We have passed through Eğirdir before on our way to Konya and Cappadocia beyond, and always stopped there for a tea break, but we’ve never stayed or explored the area. However, what little we saw on those journeys had always impressed so we decided this time to actually stay in the town. Eğirdir was busy with traffic, its pinch-point location ensuring a constant flow of vehicles, so we drove out of town past the old ruined Byzantine castle to Yeşilada, the furthest of two small islands out in the lake connected to the town by a causeway.
‘Hello, can I help?’ We paused to take stock and a voice floated in through the car window. This has happened to us twice before, once in Pamukkale and once in Çirali, and both times we ended up with very acceptable accommodation, so why not again? Hüseyin invited us inside to take a look at his rooms in the Choo Choo pension and we took one of the spacious penthouse bedrooms fronted by a generous roof terrace strung with peppers drying in the sun and with really lovely views out over the lake to the hills and mountains beyond.
Once settled in, we went for an exploratory walk, following the only road around the periphery of the island. I can safely say that although it was not a long walk, the views out over the lake are stunningly expansive, but if you happen to look in the opposite direction towards the centre of the island you’ll discover a compact and close-knit village, its houses crowded together. Originally Greek, Yeşilada still contains many traditional timber and stone buildings only accessible via a real rabbit warren of narrow alleys and is now a peaceful haven compared with the bustling town at the other end of the causeway.
We had dinner at Halikanas, the lakeside restaurant associated with the pension, and watched as a chattering group of local kids arrived from town by boat for a swimming lesson on the nearby beach, all kitted out with orange inflatable armbands and an irrepressible urge to splash each other.

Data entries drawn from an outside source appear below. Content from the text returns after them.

//! Classifier head training: loss/metric functions, cooperative stop signal,
//! and the epoch-based training loop.

pub mod loss;
pub mod stop;
pub mod trainer;

pub use stop::StopSignal;
pub use trainer::{
    train_head, EpochLogs, NoopObserver, OptimizerPolicy, TrainSummary, TrainingObserver,
    TrainingParams,
};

What a sensible thing to do – if you live on a lake, learning to swim is as important as knowing how to cross the road.
As the evening wore on, little boats took visitors out for leisurely half-hour cruises – their distant chugs echoing across the peaceful water. We retired to our roof terrace vantage point to watch island life and it was then we spotted wildfire smoke rising in the hills beyond the lake. Mercifully, after an hour or so, the column of smoke dissipated, but that was not the end of a surprisingly eventful evening. As I watched a family party standing on a landing stage, one of the women fell into the lake with a shriek and a splash. Soaked, and obviously furious, she soundly berated her husband – for it was obviously his fault even though he was nowhere near her point of entry! A little later, the whole family went out on one of these sedate thirty-minute chugs around the lake and blow me, if she didn’t fall into the sea again while getting out of boat, once more blaming her husband!

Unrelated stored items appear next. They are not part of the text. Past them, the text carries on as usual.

//! Backbone checkpoint selection.
//!
//! Maps a (version, width multiplier) pair to the deterministic checkpoint
//! URL scheme the pretrained weights are published under, along with the
//! name of the layer whose activations serve as classifier features.

/// Input resolution the published checkpoints expect.
pub const IMAGE_SIZE: usize = 224;

const DEFAULT_VERSION: u32 = 1;
const DEFAULT_ALPHA_V1: f32 = 0.25;
const DEFAULT_ALPHA_V2: f32 = 0.35;
const VALID_ALPHAS_V1: [f32; 4] = [0.25, 0.5, 0.75, 1.0];
const VALID_ALPHAS_V2: [f32; 4] = [0.35, 0.5, 0.75, 1.0];
const TRAINING_LAYER_V1: &str = "conv_pw_13_relu";
const TRAINING_LAYER_V2: &str = "out_relu";

/// Errors from backbone option parsing.
#[derive(Debug, thiserror::Error)]
pub enum BackboneError {
    /// Requested a backbone major version with no published checkpoints.
    #[error("backbone version {0} doesn't exist, supported versions are 1 and 2")]
    UnsupportedVersion(u32),
}

/// Options selecting which frozen backbone checkpoint to use.
///
/// Either an explicit `checkpoint_url` + `training_layer` pair, or a
/// (version, alpha) pair resolved through the published URL scheme.
#[derive(Debug, Clone, Default)]
pub struct BackboneOptions {
    /// Backbone major version (1 or 2). Defaults to 1.
    pub version: Option<u32>,
    /// Width multiplier. Invalid values fall back to the version default
    /// with a warning.
    pub alpha: Option<f32>,
    /// Explicit checkpoint URL, bypassing the scheme.
    pub checkpoint_url: Option<String>,
    /// Layer whose output is read as the feature vector. Required alongside
    /// `checkpoint_url`; ignored otherwise.
    pub training_layer: Option<String>,
}

/// A fully resolved checkpoint: where to fetch it and which layer to read.
#[derive(Debug, Clone, PartialEq, Eq)]
pub struct ResolvedCheckpoint {
    pub url: String,
    pub training_layer: String,
}

fn validated_alpha(version: u32, alpha: f32) -> f32 {
    let (valid, fallback) = match version {
        1 => (&VALID_ALPHAS_V1, DEFAULT_ALPHA_V1),
        _ => (&VALID_ALPHAS_V2, DEFAULT_ALPHA_V2),
    };
    if valid.contains(&alpha) {
        alpha
    } else {
        tracing::warn!(
            alpha,
            version,
            fallback,
            "invalid width multiplier, falling back to version default"
        );
        fallback
    }
}

impl BackboneOptions {
    /// Resolve these options to a checkpoint URL and training layer.
    ///
    /// An explicit `checkpoint_url` + `training_layer` pair wins outright;
    /// `version`/`alpha` are then ignored (with a warning if they were set).
    /// Otherwise the URL is derived from the published scheme for the
    /// version. Unsupported versions are a hard error; invalid alphas are
    /// auto-corrected to the version default.
    pub fn resolve(&self) -> Result<ResolvedCheckpoint, BackboneError> {
        if let (Some(url), Some(layer)) = (&self.checkpoint_url, &self.training_layer) {
            if self.alpha.is_some() || self.version.is_some() {
                tracing::warn!("explicit checkpoint URL set, version/alpha options are ignored");
            }
            return Ok(ResolvedCheckpoint {
                url: url.clone(),
                training_layer: layer.clone(),
            });
        }

        let version = self.version.unwrap_or(DEFAULT_VERSION);
        match version {
            1 => {
                let alpha = validated_alpha(1, self.alpha.unwrap_or(DEFAULT_ALPHA_V1));
                // The v1 scheme writes 1.00 as "1.0".
                let alpha_str = if alpha == 1.0 {
                    "1.0".to_string()
                } else {
                    format!("{alpha:.2}")
                };
                tracing::info!(version, alpha, "resolving backbone checkpoint");
                Ok(ResolvedCheckpoint {
                    url: format!(
                        "https://storage.googleapis.com/tfjs-models/tfjs/mobilenet_v1_{alpha_str}_{IMAGE_SIZE}/model.json"
                    ),
                    training_layer: TRAINING_LAYER_V1.to_string(),
                })
            }
            2 => {
                let alpha = validated_alpha(2, self.alpha.unwrap_or(DEFAULT_ALPHA_V2));
                tracing::info!(version, alpha, "resolving backbone checkpoint");
                Ok(ResolvedCheckpoint {
                    url: format!(
                        "https://storage.googleapis.com/teachable-machine-models/mobilenet_v2_weights_tf_dim_ordering_tf_kernels_{alpha:.2}_{IMAGE_SIZE}_no_top/model.json"
                    ),
                    training_layer: TRAINING_LAYER_V2.to_string(),
                })
            }
            other => Err(BackboneError::UnsupportedVersion(other)),
        }
    }
}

The following morning, breakfast was served overlooking the lake, the water tranquil and still, and I have to say it was one of the most beautiful locations for breakfast I’ve ever enjoyed. The breeze that kept us cool as we walked along the causeway into town a little later was so lovely that, as we sat in a shady tea garden with yet another wonderful view, we decided we wanted leave the sweatbox that was Fethiye and come to live in Eğirdir. Had any of you been there with us, you would have agreed in an instant!
Sandwiched as it is between the lake and the mountain, the town centre is not large and it took no time to explore. The back streets, of which there are not that many, are all concentrated in this area. The shortest street we found was the length of a parked Renault Clio Estate, the narrowest the span of my arms, but in those streets you can find all you need to live a comfortable life or run a profitable business.
The most significant historical buildings are the restored 13th century hamam, the very lovely Dündar Bey Medrese, also restored and now housing local arts and crafts stalls, and opposite, across a courtyard, the Hizir Bey Camii, dating back to the 1230s. This ancient mosque is square in design, with a flat roof supported by wooden columns and stone arches. Light and spacious, it is a haven of peace, as are all mosques, despite the constant traffic passing outside.
Finding ourselves endowed with a lot more energy, courtesy of the cooler temperatures, we spent the afternoon visiting the Lake Kovada National Park, up in the hills about thirty minutes south of Eğirdir. Unfortunately, because of the ongoing wildfire emergency, the government had shut down all the national parks, so the car park and visitor centre were closed. No matter, we took a delightful drive around the lake through forests of handsome Turkey oaks and giant broadleaved plane trees. Kovada is a beautiful location and, while we were there, totally deserted. The place is gorgeous and we absolutely loved it!
On returning to Choo Choo, we succumbed to Captain Muammar’s charms and boarded his little chug-chug boat for a voyage parallel to the causeway into Eğirdir’s small harbour and back. Impeccably dressed as a sea captain, he was lovely, and abandoning the wheel entirely, entertained us with an enthusiastic burst of traditional Turkish folk dancing as the boat bobbed and weaved on its own wandering course vaguely in the direction of Yeşilada. Had we missed the island and with the lake behind coming in at 482 square kilometres, we could have carried on partying for quite some time.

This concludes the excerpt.